— Exercise prompt —
Your answer should consist only of the lines below from the one with "let negative = n.cmp0()" through the one with "let mut num = mag;", copied exactly.

— Stored data entries —
● ● ● ●

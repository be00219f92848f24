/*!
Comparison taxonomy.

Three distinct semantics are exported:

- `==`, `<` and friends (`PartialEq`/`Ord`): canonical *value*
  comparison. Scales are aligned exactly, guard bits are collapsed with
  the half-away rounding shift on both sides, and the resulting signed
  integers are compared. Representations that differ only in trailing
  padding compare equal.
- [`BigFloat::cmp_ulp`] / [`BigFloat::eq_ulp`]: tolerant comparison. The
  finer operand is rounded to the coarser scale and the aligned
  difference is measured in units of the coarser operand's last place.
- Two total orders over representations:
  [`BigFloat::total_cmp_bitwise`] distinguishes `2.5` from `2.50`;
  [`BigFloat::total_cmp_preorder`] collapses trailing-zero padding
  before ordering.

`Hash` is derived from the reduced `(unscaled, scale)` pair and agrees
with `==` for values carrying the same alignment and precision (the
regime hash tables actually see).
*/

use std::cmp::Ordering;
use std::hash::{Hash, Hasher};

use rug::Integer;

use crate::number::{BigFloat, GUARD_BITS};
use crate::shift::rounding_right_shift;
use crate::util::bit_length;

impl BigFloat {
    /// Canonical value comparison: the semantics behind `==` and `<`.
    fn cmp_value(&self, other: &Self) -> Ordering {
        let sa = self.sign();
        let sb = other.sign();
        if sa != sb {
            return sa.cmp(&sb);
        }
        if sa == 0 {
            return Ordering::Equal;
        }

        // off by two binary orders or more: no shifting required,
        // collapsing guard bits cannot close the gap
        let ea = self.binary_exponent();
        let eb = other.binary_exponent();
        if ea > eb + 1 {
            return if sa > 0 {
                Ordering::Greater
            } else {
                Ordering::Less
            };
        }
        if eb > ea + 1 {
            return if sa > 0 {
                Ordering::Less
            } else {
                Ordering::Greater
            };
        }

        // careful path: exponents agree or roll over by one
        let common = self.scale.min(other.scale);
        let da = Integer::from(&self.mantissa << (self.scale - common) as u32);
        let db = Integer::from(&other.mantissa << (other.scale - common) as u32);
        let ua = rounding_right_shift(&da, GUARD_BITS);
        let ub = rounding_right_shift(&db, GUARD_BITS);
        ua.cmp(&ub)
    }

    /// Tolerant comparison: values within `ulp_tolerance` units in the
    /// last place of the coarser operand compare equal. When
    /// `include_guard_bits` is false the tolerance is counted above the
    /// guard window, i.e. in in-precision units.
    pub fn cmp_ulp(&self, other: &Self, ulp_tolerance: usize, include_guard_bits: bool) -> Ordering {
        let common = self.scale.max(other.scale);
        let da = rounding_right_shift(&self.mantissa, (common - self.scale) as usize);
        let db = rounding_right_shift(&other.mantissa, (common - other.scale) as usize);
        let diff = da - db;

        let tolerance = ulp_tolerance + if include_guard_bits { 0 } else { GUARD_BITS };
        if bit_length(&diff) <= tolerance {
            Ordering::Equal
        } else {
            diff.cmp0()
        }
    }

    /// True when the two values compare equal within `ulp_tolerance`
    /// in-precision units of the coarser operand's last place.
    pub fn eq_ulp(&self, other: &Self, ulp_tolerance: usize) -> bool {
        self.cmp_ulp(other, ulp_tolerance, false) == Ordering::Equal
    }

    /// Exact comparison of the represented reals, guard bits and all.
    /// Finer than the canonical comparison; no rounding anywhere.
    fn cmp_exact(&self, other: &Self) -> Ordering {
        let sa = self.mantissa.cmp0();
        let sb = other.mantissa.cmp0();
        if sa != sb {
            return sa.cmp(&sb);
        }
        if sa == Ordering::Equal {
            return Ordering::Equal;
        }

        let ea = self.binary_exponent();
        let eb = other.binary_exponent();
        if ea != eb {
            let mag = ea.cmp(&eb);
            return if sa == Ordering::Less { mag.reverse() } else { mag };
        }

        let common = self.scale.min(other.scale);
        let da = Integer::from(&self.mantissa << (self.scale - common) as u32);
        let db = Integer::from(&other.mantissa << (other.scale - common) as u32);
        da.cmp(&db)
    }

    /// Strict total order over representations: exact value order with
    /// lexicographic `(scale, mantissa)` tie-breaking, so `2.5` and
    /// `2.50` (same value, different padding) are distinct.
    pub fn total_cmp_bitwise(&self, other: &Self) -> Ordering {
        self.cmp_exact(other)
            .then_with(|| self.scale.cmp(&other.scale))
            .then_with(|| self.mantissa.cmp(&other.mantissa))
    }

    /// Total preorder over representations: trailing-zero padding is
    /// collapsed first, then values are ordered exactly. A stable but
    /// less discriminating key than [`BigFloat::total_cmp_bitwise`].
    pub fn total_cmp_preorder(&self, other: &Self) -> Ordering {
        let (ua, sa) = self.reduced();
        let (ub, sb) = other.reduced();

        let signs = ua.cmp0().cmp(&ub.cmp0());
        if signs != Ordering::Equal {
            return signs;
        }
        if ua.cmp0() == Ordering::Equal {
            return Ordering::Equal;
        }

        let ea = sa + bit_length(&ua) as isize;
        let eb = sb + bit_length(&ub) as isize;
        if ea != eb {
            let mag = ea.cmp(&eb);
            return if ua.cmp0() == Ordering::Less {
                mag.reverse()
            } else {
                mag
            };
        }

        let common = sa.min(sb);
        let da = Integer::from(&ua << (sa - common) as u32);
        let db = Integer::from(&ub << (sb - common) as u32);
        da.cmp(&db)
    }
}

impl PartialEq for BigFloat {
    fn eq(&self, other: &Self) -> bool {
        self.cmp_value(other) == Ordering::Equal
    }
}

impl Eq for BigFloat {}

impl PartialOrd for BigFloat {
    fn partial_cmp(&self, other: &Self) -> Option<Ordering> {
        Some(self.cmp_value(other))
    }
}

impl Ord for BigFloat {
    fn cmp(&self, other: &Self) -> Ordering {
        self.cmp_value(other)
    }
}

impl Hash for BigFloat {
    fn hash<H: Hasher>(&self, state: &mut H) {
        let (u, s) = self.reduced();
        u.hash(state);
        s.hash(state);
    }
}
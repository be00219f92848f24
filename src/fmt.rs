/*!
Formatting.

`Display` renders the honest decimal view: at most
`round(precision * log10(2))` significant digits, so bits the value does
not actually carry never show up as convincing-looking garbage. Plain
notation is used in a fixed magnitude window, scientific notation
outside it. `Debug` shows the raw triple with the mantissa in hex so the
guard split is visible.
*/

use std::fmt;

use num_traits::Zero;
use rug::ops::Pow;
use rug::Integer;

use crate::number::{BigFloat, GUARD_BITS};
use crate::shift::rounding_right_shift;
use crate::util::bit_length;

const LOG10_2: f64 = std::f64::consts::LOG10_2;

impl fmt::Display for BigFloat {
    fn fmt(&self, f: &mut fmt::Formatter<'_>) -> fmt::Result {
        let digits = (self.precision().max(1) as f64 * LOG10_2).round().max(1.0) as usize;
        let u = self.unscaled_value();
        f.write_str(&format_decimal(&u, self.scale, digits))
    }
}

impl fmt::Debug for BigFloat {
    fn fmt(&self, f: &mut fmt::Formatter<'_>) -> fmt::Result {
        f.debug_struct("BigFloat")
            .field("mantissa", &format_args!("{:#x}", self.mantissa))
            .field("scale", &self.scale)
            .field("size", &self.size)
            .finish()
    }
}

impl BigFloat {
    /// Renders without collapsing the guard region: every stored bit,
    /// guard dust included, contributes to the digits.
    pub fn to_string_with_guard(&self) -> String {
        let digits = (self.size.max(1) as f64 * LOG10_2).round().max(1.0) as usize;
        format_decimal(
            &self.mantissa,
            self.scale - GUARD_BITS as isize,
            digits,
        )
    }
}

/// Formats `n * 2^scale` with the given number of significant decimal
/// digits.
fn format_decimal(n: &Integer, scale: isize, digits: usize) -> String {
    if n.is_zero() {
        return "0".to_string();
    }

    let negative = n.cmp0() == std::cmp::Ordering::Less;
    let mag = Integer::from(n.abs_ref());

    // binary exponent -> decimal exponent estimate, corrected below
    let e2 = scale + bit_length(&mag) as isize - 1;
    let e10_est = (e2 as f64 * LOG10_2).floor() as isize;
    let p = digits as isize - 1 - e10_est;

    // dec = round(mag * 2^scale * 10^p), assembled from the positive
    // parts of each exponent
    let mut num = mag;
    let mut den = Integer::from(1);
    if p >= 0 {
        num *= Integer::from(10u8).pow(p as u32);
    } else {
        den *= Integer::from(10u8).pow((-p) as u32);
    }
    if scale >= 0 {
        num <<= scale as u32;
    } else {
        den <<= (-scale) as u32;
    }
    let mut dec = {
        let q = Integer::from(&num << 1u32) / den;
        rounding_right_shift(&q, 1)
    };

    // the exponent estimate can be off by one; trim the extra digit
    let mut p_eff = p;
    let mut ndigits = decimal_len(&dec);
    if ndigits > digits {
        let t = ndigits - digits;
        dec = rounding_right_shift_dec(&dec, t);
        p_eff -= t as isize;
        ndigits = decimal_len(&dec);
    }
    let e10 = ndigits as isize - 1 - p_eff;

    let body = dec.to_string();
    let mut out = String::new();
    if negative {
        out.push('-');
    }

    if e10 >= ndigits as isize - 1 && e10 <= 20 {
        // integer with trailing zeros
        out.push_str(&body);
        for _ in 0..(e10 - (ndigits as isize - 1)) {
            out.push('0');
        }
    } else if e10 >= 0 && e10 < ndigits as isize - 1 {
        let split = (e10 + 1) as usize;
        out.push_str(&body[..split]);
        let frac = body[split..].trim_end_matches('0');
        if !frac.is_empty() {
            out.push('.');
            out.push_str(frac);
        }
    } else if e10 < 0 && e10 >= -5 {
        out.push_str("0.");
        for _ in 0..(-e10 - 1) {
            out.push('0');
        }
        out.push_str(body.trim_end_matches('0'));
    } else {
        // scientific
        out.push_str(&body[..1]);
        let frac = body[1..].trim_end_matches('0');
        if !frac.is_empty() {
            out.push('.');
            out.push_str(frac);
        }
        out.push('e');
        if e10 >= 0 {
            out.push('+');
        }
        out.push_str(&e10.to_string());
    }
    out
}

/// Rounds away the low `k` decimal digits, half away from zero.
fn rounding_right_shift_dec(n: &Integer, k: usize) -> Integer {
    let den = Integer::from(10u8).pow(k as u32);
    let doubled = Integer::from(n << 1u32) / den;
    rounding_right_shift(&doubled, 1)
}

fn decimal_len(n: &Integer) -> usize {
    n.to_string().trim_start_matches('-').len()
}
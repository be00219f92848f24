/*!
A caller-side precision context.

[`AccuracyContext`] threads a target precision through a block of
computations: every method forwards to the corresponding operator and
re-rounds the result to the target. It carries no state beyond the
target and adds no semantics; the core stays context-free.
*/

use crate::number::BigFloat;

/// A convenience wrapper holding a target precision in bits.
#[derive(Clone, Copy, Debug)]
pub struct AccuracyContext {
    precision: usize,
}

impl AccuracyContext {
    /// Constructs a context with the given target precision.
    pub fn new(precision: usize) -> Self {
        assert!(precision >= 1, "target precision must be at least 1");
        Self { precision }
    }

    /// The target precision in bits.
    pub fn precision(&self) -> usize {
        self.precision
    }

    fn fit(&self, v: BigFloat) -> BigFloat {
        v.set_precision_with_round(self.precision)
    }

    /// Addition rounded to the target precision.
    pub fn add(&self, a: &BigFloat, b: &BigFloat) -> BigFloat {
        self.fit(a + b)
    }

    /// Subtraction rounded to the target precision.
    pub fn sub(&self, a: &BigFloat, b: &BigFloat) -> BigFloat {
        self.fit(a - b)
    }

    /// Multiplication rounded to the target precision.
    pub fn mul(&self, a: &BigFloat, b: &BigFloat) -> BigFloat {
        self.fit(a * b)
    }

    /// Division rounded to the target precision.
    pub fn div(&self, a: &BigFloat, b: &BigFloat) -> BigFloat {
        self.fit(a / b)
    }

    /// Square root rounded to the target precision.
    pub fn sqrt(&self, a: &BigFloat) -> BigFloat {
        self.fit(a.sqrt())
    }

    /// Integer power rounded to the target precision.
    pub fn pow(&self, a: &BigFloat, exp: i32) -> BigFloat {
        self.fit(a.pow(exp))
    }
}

● ● ● ●

— The completed task —
    let negative = n.cmp0() == std::cmp::Ordering::Less;
    let mag = Integer::from(n.abs_ref());

    // binary exponent -> decimal exponent estimate, corrected below
    let e2 = scale + bit_length(&mag) as isize - 1;
    let e10_est = (e2 as f64 * LOG10_2).floor() as isize;
    let p = digits as isize - 1 - e10_est;

    // dec = round(mag * 2^scale * 10^p), assembled from the positive
    // parts of each exponent
    let mut num = mag;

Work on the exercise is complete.